- **What is being asked**: Go through the listing below and return each line that includes "ReadOnlyValue".

• • •

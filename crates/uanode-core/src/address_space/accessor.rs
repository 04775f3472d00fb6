// SPDX-License-Identifier: PolyForm-Noncommercial-1.0.0
// Copyright (c) 2025 Sylvex. All rights reserved.

//! Value accessors bound to Variable nodes.
//!
//! Every Variable owns exactly one [`ValueAccessor`]. Three kinds exist:
//!
//! - [`ReadOnlyValue`]: a stored value that clients cannot change
//! - [`ReadWriteValue`]: a stored value with coercion and optional range check
//! - [`ComputedValue`]: derived from a [`HostSnapshot`] taken at read time
//!
//! Stored values sit behind their own `parking_lot::RwLock`. A lock is held
//! only for the clone or the assignment, never across coercion.

use std::fmt;
use std::sync::Arc;

use parking_lot::RwLock;
use serde::{Deserialize, Serialize};

use super::host::{HostInfo, HostSnapshot};
use crate::status::StatusCode;
use crate::types::DataType;
use crate::variant::{DataValue, Variant};

/// Get/set capability of a Variable node.
pub trait ValueAccessor: Send + Sync + fmt::Debug {
    /// Returns the current value and its status.
    fn get(&self) -> DataValue;

    /// Stores `value`. Implementations coerce and validate, returning a bad
    /// status instead of failing.
    fn set(&self, _value: &Variant) -> StatusCode {
        StatusCode::BAD_NOT_WRITABLE
    }

    /// Returns `true` if [`set`](Self::set) is bound.
    fn is_settable(&self) -> bool {
        false
    }
}

// =============================================================================
// ValueRange
// =============================================================================

/// Inclusive numeric range accepted by a writable variable.
#[derive(Debug, Clone, Copy, PartialEq, Serialize, Deserialize)]
pub struct ValueRange {
    /// Lowest accepted value.
    pub min: f64,
    /// Highest accepted value.
    pub max: f64,
}

impl ValueRange {
    /// Creates a range.
    pub const fn new(min: f64, max: f64) -> Self {
        Self { min, max }
    }

    /// Returns `true` if `value` lies within the range.
    #[inline]
    pub fn contains(&self, value: f64) -> bool {
        value >= self.min && value <= self.max
    }

    /// Returns `true` if `min < max`.
    pub fn is_valid(&self) -> bool {
        self.min.is_finite() && self.max.is_finite() && self.min < self.max
    }
}

// =============================================================================
// ReadOnlyValue
// =============================================================================

/// A constant value.
#[derive(Debug)]
pub struct ReadOnlyValue {
    value: Variant,
}

impl ReadOnlyValue {
    /// Creates an accessor that always returns `value`.
    pub fn new(value: impl Into<Variant>) -> Self {
        Self {
            value: value.into(),
        }
    }
}

impl ValueAccessor for ReadOnlyValue {
    fn get(&self) -> DataValue {
        DataValue::good(self.value.clone())
    }
}

// =============================================================================
// ReadWriteValue
// =============================================================================

/// A stored value that accepts writes of its declared type.
#[derive(Debug)]
pub struct ReadWriteValue {
    data_type: DataType,
    value: RwLock<Variant>,
    range: Option<ValueRange>,
}

impl ReadWriteValue {
    /// Creates an accessor holding `initial`. The declared type is taken from
    /// the initial value.
    ///
    /// Returns `None` for [`Variant::Empty`].
    pub fn new(initial: impl Into<Variant>) -> Option<Self> {
        let initial = initial.into();
        let data_type = initial.data_type()?;
        Some(Self {
            data_type,
            value: RwLock::new(initial),
            range: None,
        })
    }

    /// Creates a `Double` accessor.
    pub fn double(initial: f64) -> Self {
        Self {
            data_type: DataType::Double,
            value: RwLock::new(Variant::Double(initial)),
            range: None,
        }
    }

    /// Restricts accepted numeric values to `range`.
    pub fn with_range(mut self, range: ValueRange) -> Self {
        self.range = Some(range);
        self
    }

    /// Returns the declared type.
    pub fn data_type(&self) -> DataType {
        self.data_type
    }
}

impl ValueAccessor for ReadWriteValue {
    fn get(&self) -> DataValue {
        DataValue::good(self.value.read().clone())
    }

    fn set(&self, value: &Variant) -> StatusCode {
        let Some(coerced) = value.coerce_to(self.data_type) else {
            return StatusCode::BAD_TYPE_MISMATCH;
        };

        if let (Some(range), Some(v)) = (self.range, coerced.as_f64()) {
            if !range.contains(v) {
                return StatusCode::BAD_OUT_OF_RANGE;
            }
        }

        *self.value.write() = coerced;
        StatusCode::GOOD
    }

    fn is_settable(&self) -> bool {
        true
    }
}

// =============================================================================
// ComputedValue
// =============================================================================

/// Projection from a host snapshot to a value.
pub type SnapshotProjection = fn(&HostSnapshot) -> Variant;

/// A read-only value computed from a fresh [`HostSnapshot`] on every read.
pub struct ComputedValue {
    host: Arc<dyn HostInfo>,
    project: SnapshotProjection,
}

impl ComputedValue {
    /// Creates a computed accessor.
    pub fn new(host: Arc<dyn HostInfo>, project: SnapshotProjection) -> Self {
        Self { host, project }
    }

    /// Host name as a `String`.
    pub fn hostname(host: Arc<dyn HostInfo>) -> Self {
        Self::new(host, |s| Variant::String(s.hostname.clone()))
    }

    /// Process uptime in whole seconds as a `UInt32`.
    pub fn uptime_seconds(host: Arc<dyn HostInfo>) -> Self {
        Self::new(host, |s| {
            Variant::UInt32(u32::try_from(s.process_uptime.as_secs()).unwrap_or(u32::MAX))
        })
    }

    /// One-minute load average as a `Double`.
    pub fn load_average(host: Arc<dyn HostInfo>) -> Self {
        Self::new(host, |s| Variant::Double(s.load_average_1m))
    }
}

impl fmt::Debug for ComputedValue {
    fn fmt(&self, f: &mut fmt::Formatter<'_>) -> fmt::Result {
        f.debug_struct("ComputedValue")
            .field("host", &self.host)
            .finish_non_exhaustive()
    }
}

impl ValueAccessor for ComputedValue {
    fn get(&self) -> DataValue {
        DataValue::good((self.project)(&self.host.snapshot()))
    }
}

#[cfg(test)]
mod tests {
    use super::*;
    use crate::address_space::host::FixedHostInfo;
    use std::time::Duration;

    fn host() -> Arc<dyn HostInfo> {
        Arc::new(FixedHostInfo::new(HostSnapshot {
            hostname: "edge-7".into(),
            process_uptime: Duration::from_millis(90_500),
            load_average_1m: 1.25,
        }))
    }

    #[test]
    fn test_read_only_rejects_set() {
        let accessor = ReadOnlyValue::new("fixed");
        assert!(!accessor.is_settable());
        assert_eq!(accessor.set(&Variant::from("x")), StatusCode::BAD_NOT_WRITABLE);
        assert_eq!(accessor.get().value, Some(Variant::from("fixed")));
    }

    #[test]
    fn test_read_write_roundtrip() {
        let accessor = ReadWriteValue::double(25.0);
        assert_eq!(accessor.set(&Variant::Double(27.5)), StatusCode::GOOD);
        assert_eq!(accessor.get().value, Some(Variant::Double(27.5)));
    }

    #[test]
    fn test_read_write_numeric_string() {
        let accessor = ReadWriteValue::double(25.0);
        assert_eq!(accessor.set(&Variant::from("30.25")), StatusCode::GOOD);
        assert_eq!(accessor.get().value, Some(Variant::Double(30.25)));
    }

    #[test]
    fn test_read_write_type_mismatch_keeps_value() {
        let accessor = ReadWriteValue::double(25.0);
        assert_eq!(
            accessor.set(&Variant::Boolean(true)),
            StatusCode::BAD_TYPE_MISMATCH
        );
        assert_eq!(
            accessor.set(&Variant::from("hot")),
            StatusCode::BAD_TYPE_MISMATCH
        );
        assert_eq!(accessor.get().value, Some(Variant::Double(25.0)));
    }

    #[test]
    fn test_read_write_range() {
        let accessor = ReadWriteValue::double(25.0).with_range(ValueRange::new(-20.0, 100.0));
        assert_eq!(accessor.set(&Variant::Double(100.0)), StatusCode::GOOD);
        assert_eq!(
            accessor.set(&Variant::Double(100.5)),
            StatusCode::BAD_OUT_OF_RANGE
        );
        assert_eq!(accessor.get().value, Some(Variant::Double(100.0)));
    }

    #[test]
    fn test_read_write_from_variant() {
        let accessor = ReadWriteValue::new(Variant::Int32(3)).unwrap();
        assert_eq!(accessor.data_type(), DataType::Int32);
        assert!(ReadWriteValue::new(Variant::Empty).is_none());
    }

    #[test]
    fn test_computed_values() {
        assert_eq!(
            ComputedValue::hostname(host()).get().value,
            Some(Variant::from("edge-7"))
        );
        assert_eq!(
            ComputedValue::uptime_seconds(host()).get().value,
            Some(Variant::UInt32(90))
        );
        assert_eq!(
            ComputedValue::load_average(host()).get().value,
            Some(Variant::Double(1.25))
        );
        assert!(!ComputedValue::hostname(host()).is_settable());
    }

    #[test]
    fn test_range_validity() {
        assert!(ValueRange::new(0.0, 100.0).is_valid());
        assert!(!ValueRange::new(5.0, 5.0).is_valid());
        assert!(!ValueRange::new(f64::NAN, 1.0).is_valid());
    }
}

• • •

- **Solution to this task**:
//! - [`ReadOnlyValue`]: a stored value that clients cannot change
// ReadOnlyValue
pub struct ReadOnlyValue {
impl ReadOnlyValue {
impl ValueAccessor for ReadOnlyValue {
        let accessor = ReadOnlyValue::new("fixed");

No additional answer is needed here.